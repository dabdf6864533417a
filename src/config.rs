//! Dot field configuration persistence
//!
//! Stores user preferences in `~/.config/dotfield/config.yaml`

use std::path::Path;

use serde::{Deserialize, Serialize};

use crate::theme::ThemeMode;

/// Which color scheme to use
#[derive(Debug, Clone, Copy, PartialEq, Eq, Default, Serialize, Deserialize)]
#[serde(rename_all = "lowercase")]
pub enum ThemePreference {
    /// Follow the operating system preference, including live changes
    #[default]
    System,
    Light,
    Dark,
}

impl ThemePreference {
    /// Resolve against the current system mode
    pub fn resolve(self, system: ThemeMode) -> ThemeMode {
        match self {
            ThemePreference::System => system,
            ThemePreference::Light => ThemeMode::Light,
            ThemePreference::Dark => ThemeMode::Dark,
        }
    }

    pub fn follows_system(self) -> bool {
        self == ThemePreference::System
    }
}

/// Smallest dot spacing accepted from config, in logical pixels
pub const MIN_SPACING: f64 = 1.0;

/// Dot field configuration that persists across sessions
///
/// Lengths are logical pixels, except `effect_radius` which is measured in
/// device pixels and is not scaled by display density.
#[derive(Debug, Clone, PartialEq, Serialize, Deserialize)]
pub struct FieldConfig {
    #[serde(default)]
    pub theme: ThemePreference,
    /// Theme id used while the light scheme is active
    #[serde(default = "default_light_theme")]
    pub light_theme: String,
    /// Theme id used while the dark scheme is active
    #[serde(default = "default_dark_theme")]
    pub dark_theme: String,
    /// Distance between neighbouring dot centers
    #[serde(default = "default_spacing")]
    pub spacing: f64,
    /// Dot radius far away from the pointer
    #[serde(default = "default_base_radius")]
    pub base_radius: f64,
    /// Extra radius added directly under the pointer
    #[serde(default = "default_max_boost")]
    pub max_boost: f64,
    /// Pointer influence distance in device pixels
    #[serde(default = "default_effect_radius")]
    pub effect_radius: f64,
}

fn default_light_theme() -> String {
    "default-light".to_string()
}

fn default_dark_theme() -> String {
    "default-dark".to_string()
}

fn default_spacing() -> f64 {
    10.0
}

fn default_base_radius() -> f64 {
    1.0
}

fn default_max_boost() -> f64 {
    2.0
}

fn default_effect_radius() -> f64 {
    100.0
}

impl Default for FieldConfig {
    fn default() -> Self {
        Self {
            theme: ThemePreference::default(),
            light_theme: default_light_theme(),
            dark_theme: default_dark_theme(),
            spacing: default_spacing(),
            base_radius: default_base_radius(),
            max_boost: default_max_boost(),
            effect_radius: default_effect_radius(),
        }
    }
}

impl FieldConfig {
    /// Load config from disk, or return defaults if not found
    pub fn load() -> Self {
        let Some(path) = crate::config_paths::config_file() else {
            tracing::debug!("No config directory available, using defaults");
            return Self::default();
        };

        if !path.exists() {
            tracing::debug!(
                "Config file not found at {}, using defaults",
                path.display()
            );
            return Self::default();
        }

        match Self::load_from(&path) {
            Ok(config) => {
                tracing::info!("Loaded config from {}", path.display());
                config
            }
            Err(e) => {
                tracing::warn!("{}", e);
                Self::default()
            }
        }
    }

    /// Load and sanitize a config file at an explicit path
    pub fn load_from(path: &Path) -> Result<Self, String> {
        let content = std::fs::read_to_string(path)
            .map_err(|e| format!("Failed to read config at {}: {}", path.display(), e))?;
        Self::from_yaml(&content)
            .map_err(|e| format!("Failed to parse config at {}: {}", path.display(), e))
    }

    pub fn from_yaml(yaml: &str) -> Result<Self, String> {
        let config: FieldConfig = serde_yaml::from_str(yaml).map_err(|e| e.to_string())?;
        Ok(config.sanitized())
    }

    /// Save config to the user config file
    pub fn save(&self) -> Result<(), String> {
        let path = crate::config_paths::config_file()
            .ok_or_else(|| "No config directory available".to_string())?;
        self.save_to(&path)
    }

    /// Save config to an explicit path, creating parent directories
    pub fn save_to(&self, path: &Path) -> Result<(), String> {
        if let Some(parent) = path.parent() {
            std::fs::create_dir_all(parent)
                .map_err(|e| format!("Failed to create config directory: {}", e))?;
        }

        let content = serde_yaml::to_string(self)
            .map_err(|e| format!("Failed to serialize config: {}", e))?;

        std::fs::write(path, content)
            .map_err(|e| format!("Failed to write config to {}: {}", path.display(), e))?;

        tracing::info!("Saved config to {}", path.display());
        Ok(())
    }

    /// Replace values the rasterizer cannot work with by their defaults
    ///
    /// Spacing must be at least [`MIN_SPACING`]. The base radius must be
    /// positive and the boost non-negative, and neither may exceed the
    /// spacing. The effect radius must be positive. Everything must be finite.
    pub fn sanitized(mut self) -> Self {
        fn fix(name: &str, value: &mut f64, valid: bool, default: f64) {
            if !valid {
                tracing::warn!("Invalid {} {}, using {}", name, value, default);
                *value = default;
            }
        }

        let spacing_ok = self.spacing.is_finite() && self.spacing >= MIN_SPACING;
        fix("spacing", &mut self.spacing, spacing_ok, default_spacing());
        let spacing = self.spacing;

        let base_ok =
            self.base_radius.is_finite() && self.base_radius > 0.0 && self.base_radius <= spacing;
        fix(
            "base_radius",
            &mut self.base_radius,
            base_ok,
            default_base_radius().min(spacing),
        );

        let boost_ok =
            self.max_boost.is_finite() && self.max_boost >= 0.0 && self.max_boost <= spacing;
        fix(
            "max_boost",
            &mut self.max_boost,
            boost_ok,
            default_max_boost().min(spacing),
        );

        let effect_ok = self.effect_radius.is_finite() && self.effect_radius > 0.0;
        fix(
            "effect_radius",
            &mut self.effect_radius,
            effect_ok,
            default_effect_radius(),
        );

        self
    }
}
//! Window event to message mapping
//!
//! Pointer coordinates from winit are already physical pixels, which is the
//! unit the model works in.

use winit::event::{ElementState, KeyEvent, WindowEvent};
use winit::keyboard::{Key, NamedKey};
use winit::window::Theme as WindowTheme;

use dotfield::messages::Msg;
use dotfield::theme::ThemeMode;

/// Map a window event to a model message
///
/// `RedrawRequested` and `CloseRequested` are handled by the app directly and
/// map to `None` here, as does anything the field does not react to.
pub fn message_for_event(event: &WindowEvent) -> Option<Msg> {
    match event {
        WindowEvent::Resized(size) => Some(Msg::Resized {
            width: size.width,
            height: size.height,
        }),
        WindowEvent::ScaleFactorChanged { scale_factor, .. } => {
            Some(Msg::ScaleFactorChanged(*scale_factor))
        }
        WindowEvent::CursorMoved { position, .. } => Some(Msg::PointerMoved {
            x: position.x,
            y: position.y,
        }),
        WindowEvent::CursorLeft { .. } => Some(Msg::PointerLeft),
        WindowEvent::ThemeChanged(theme) => Some(Msg::ColorSchemeChanged(theme_mode(*theme))),
        _ => None,
    }
}

pub fn theme_mode(theme: WindowTheme) -> ThemeMode {
    ThemeMode::from_dark_flag(theme == WindowTheme::Dark)
}

/// Escape closes the window (mainly for fullscreen use)
pub fn is_quit_key(event: &KeyEvent) -> bool {
    event.state == ElementState::Pressed
        && !event.repeat
        && event.logical_key == Key::Named(NamedKey::Escape)
}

▬▬▬▬▬▬▬▬▬▬

What you have to do -
Type the records again in full, matching them exactly.

Result for this exercise -
repository dabdf6864533417a
filename src/config.rs
//! Dot field configuration persistence
//!
//! Stores user preferences in `~/.config/dotfield/config.yaml`

use std::path::Path;

use serde::{Deserialize, Serialize};

use crate::theme::ThemeMode;

/// Which color scheme to use
#[derive(Debug, Clone, Copy, PartialEq, Eq, Default, Serialize, Deserialize)]
#[serde(rename_all = "lowercase")]
pub enum ThemePreference {
    /// Follow the operating system preference, including live changes
    #[default]
    System,
    Light,
    Dark,
}

impl ThemePreference {
    /// Resolve against the current system mode
    pub fn resolve(self, system: ThemeMode) -> ThemeMode {
        match self {
            ThemePreference::System => system,
            ThemePreference::Light => ThemeMode::Light,
            ThemePreference::Dark => ThemeMode::Dark,
        }
    }

    pub fn follows_system(self) -> bool {
        self == ThemePreference::System
    }
}

/// Smallest dot spacing accepted from config, in logical pixels
pub const MIN_SPACING: f64 = 1.0;

/// Dot field configuration that persists across sessions
///
/// Lengths are logical pixels, except `effect_radius` which is measured in
/// device pixels and is not scaled by display density.
#[derive(Debug, Clone, PartialEq, Serialize, Deserialize)]
pub struct FieldConfig {
    #[serde(default)]
    pub theme: ThemePreference,
    /// Theme id used while the light scheme is active
    #[serde(default = "default_light_theme")]
    pub light_theme: String,
    /// Theme id used while the dark scheme is active
    #[serde(default = "default_dark_theme")]
    pub dark_theme: String,
    /// Distance between neighbouring dot centers
    #[serde(default = "default_spacing")]
    pub spacing: f64,
    /// Dot radius far away from the pointer
    #[serde(default = "default_base_radius")]
    pub base_radius: f64,
    /// Extra radius added directly under the pointer
    #[serde(default = "default_max_boost")]
    pub max_boost: f64,
    /// Pointer influence distance in device pixels
    #[serde(default = "default_effect_radius")]
    pub effect_radius: f64,
}

fn default_light_theme() -> String {
    "default-light".to_string()
}

fn default_dark_theme() -> String {
    "default-dark".to_string()
}

fn default_spacing() -> f64 {
    10.0
}

fn default_base_radius() -> f64 {
    1.0
}

fn default_max_boost() -> f64 {
    2.0
}

fn default_effect_radius() -> f64 {
    100.0
}

impl Default for FieldConfig {
    fn default() -> Self {
        Self {
            theme: ThemePreference::default(),
            light_theme: default_light_theme(),
            dark_theme: default_dark_theme(),
            spacing: default_spacing(),
            base_radius: default_base_radius(),
            max_boost: default_max_boost(),
            effect_radius: default_effect_radius(),
        }
    }
}

impl FieldConfig {
    /// Load config from disk, or return defaults if not found
    pub fn load() -> Self {
        let Some(path) = crate::config_paths::config_file() else {
            tracing::debug!("No config directory available, using defaults");
            return Self::default();
        };

        if !path.exists() {
            tracing::debug!(
                "Config file not found at {}, using defaults",
                path.display()
            );
            return Self::default();
        }

        match Self::load_from(&path) {
            Ok(config) => {
                tracing::info!("Loaded config from {}", path.display());
                config
            }
            Err(e) => {
                tracing::warn!("{}", e);
                Self::default()
            }
        }
    }

    /// Load and sanitize a config file at an explicit path
    pub fn load_from(path: &Path) -> Result<Self, String> {
        let content = std::fs::read_to_string(path)
            .map_err(|e| format!("Failed to read config at {}: {}", path.display(), e))?;
        Self::from_yaml(&content)
            .map_err(|e| format!("Failed to parse config at {}: {}", path.display(), e))
    }

    pub fn from_yaml(yaml: &str) -> Result<Self, String> {
        let config: FieldConfig = serde_yaml::from_str(yaml).map_err(|e| e.to_string())?;
        Ok(config.sanitized())
    }

    /// Save config to the user config file
    pub fn save(&self) -> Result<(), String> {
        let path = crate::config_paths::config_file()
            .ok_or_else(|| "No config directory available".to_string())?;
        self.save_to(&path)
    }

    /// Save config to an explicit path, creating parent directories
    pub fn save_to(&self, path: &Path) -> Result<(), String> {
        if let Some(parent) = path.parent() {
            std::fs::create_dir_all(parent)
                .map_err(|e| format!("Failed to create config directory: {}", e))?;
        }

        let content = serde_yaml::to_string(self)
            .map_err(|e| format!("Failed to serialize config: {}", e))?;

        std::fs::write(path, content)
            .map_err(|e| format!("Failed to write config to {}: {}", path.display(), e))?;

        tracing::info!("Saved config to {}", path.display());
        Ok(())
    }

    /// Replace values the rasterizer cannot work with by their defaults
    ///
    /// Spacing must be at least [`MIN_SPACING`]. The base radius must be
    /// positive and the boost non-negative, and neither may exceed the
    /// spacing. The effect radius must be positive. Everything must be finite.
    pub fn sanitized(mut self) -> Self {
        fn fix(name: &str, value: &mut f64, valid: bool, default: f64) {
            if !valid {
                tracing::warn!("Invalid {} {}, using {}", name, value, default);
                *value = default;
            }
        }

        let spacing_ok = self.spacing.is_finite() && self.spacing >= MIN_SPACING;
        fix("spacing", &mut self.spacing, spacing_ok, default_spacing());
        let spacing = self.spacing;

        let base_ok =
            self.base_radius.is_finite() && self.base_radius > 0.0 && self.base_radius <= spacing;
        fix(
            "base_radius",
            &mut self.base_radius,
            base_ok,
            default_base_radius().min(spacing),
        );

        let boost_ok =
            self.max_boost.is_finite() && self.max_boost >= 0.0 && self.max_boost <= spacing;
        fix(
            "max_boost",
            &mut self.max_boost,
            boost_ok,
            default_max_boost().min(spacing),
        );

        let effect_ok = self.effect_radius.is_finite() && self.effect_radius > 0.0;
        fix(
            "effect_radius",
            &mut self.effect_radius,
            effect_ok,
            default_effect_radius(),
        );

        self
    }
}
//! Window event to message mapping
//!
//! Pointer coordinates from winit are already physical pixels, which is the
//! unit the model works in.

use winit::event::{ElementState, KeyEvent, WindowEvent};
use winit::keyboard::{Key, NamedKey};
use winit::window::Theme as WindowTheme;

use dotfield::messages::Msg;
use dotfield::theme::ThemeMode;

/// Map a window event to a model message
///
/// `RedrawRequested` and `CloseRequested` are handled by the app directly and
/// map to `None` here, as does anything the field does not react to.
pub fn message_for_event(event: &WindowEvent) -> Option<Msg> {
    match event {
        WindowEvent::Resized(size) => Some(Msg::Resized {
            width: size.width,
            height: size.height,
        }),
        WindowEvent::ScaleFactorChanged { scale_factor, .. } => {
            Some(Msg::ScaleFactorChanged(*scale_factor))
        }
        WindowEvent::CursorMoved { position, .. } => Some(Msg::PointerMoved {
            x: position.x,
            y: position.y,
        }),
        WindowEvent::CursorLeft { .. } => Some(Msg::PointerLeft),
        WindowEvent::ThemeChanged(theme) => Some(Msg::ColorSchemeChanged(theme_mode(*theme))),
        _ => None,
    }
}

pub fn theme_mode(theme: WindowTheme) -> ThemeMode {
    ThemeMode::from_dark_flag(theme == WindowTheme::Dark)
}

/// Escape closes the window (mainly for fullscreen use)
pub fn is_quit_key(event: &KeyEvent) -> bool {
    event.state == ElementState::Pressed
        && !event.repeat
        && event.logical_key == Key::Named(NamedKey::Escape)
}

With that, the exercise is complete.